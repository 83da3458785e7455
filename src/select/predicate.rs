//! Frozen boolean tests over properties and objects.

use std::fmt;
use std::sync::Arc;

use crate::model::{ObjectRef, Property};

/// A pure test over one property. Cheap to clone; never errors.
#[derive(Clone)]
pub struct PropertyPredicate(Arc<dyn Fn(&Property) -> bool + Send + Sync>);

impl PropertyPredicate {
    pub fn new<F>(f: F) -> Self
    where
        F: Fn(&Property) -> bool + Send + Sync + 'static,
    {
        Self(Arc::new(f))
    }

    #[inline]
    pub fn test(&self, property: &Property) -> bool {
        (self.0)(property)
    }

    /// Conjunction in the given order, short-circuiting on the first `false`.
    /// An empty conjunction accepts everything.
    pub fn all(predicates: Vec<PropertyPredicate>) -> Self {
        Self::new(move |p| predicates.iter().all(|pred| pred.test(p)))
    }
}

impl fmt::Debug for PropertyPredicate {
    fn fmt(&self, f: &mut fmt::Formatter<'_>) -> fmt::Result {
        f.write_str("PropertyPredicate(..)")
    }
}

/// A pure test over one object. Cheap to clone; never errors.
#[derive(Clone)]
pub struct ObjectPredicate(Arc<dyn Fn(&ObjectRef) -> bool + Send + Sync>);

impl ObjectPredicate {
    pub fn new<F>(f: F) -> Self
    where
        F: Fn(&ObjectRef) -> bool + Send + Sync + 'static,
    {
        Self(Arc::new(f))
    }

    #[inline]
    pub fn test(&self, object: &ObjectRef) -> bool {
        (self.0)(object)
    }
}

impl fmt::Debug for ObjectPredicate {
    fn fmt(&self, f: &mut fmt::Formatter<'_>) -> fmt::Result {
        f.write_str("ObjectPredicate(..)")
    }
}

- _BRIEF_:
Output only the lines from the one holding "F: Fn(&ObjectRef) ->" through the last line above, exactly as they appear.

- _EXERCISE ANSWER_:
        F: Fn(&ObjectRef) -> bool + Send + Sync + 'static,
    {
        Self(Arc::new(f))
    }

    #[inline]
    pub fn test(&self, object: &ObjectRef) -> bool {
        (self.0)(object)
    }
}

impl fmt::Debug for ObjectPredicate {
    fn fmt(&self, f: &mut fmt::Formatter<'_>) -> fmt::Result {
        f.write_str("ObjectPredicate(..)")
    }
}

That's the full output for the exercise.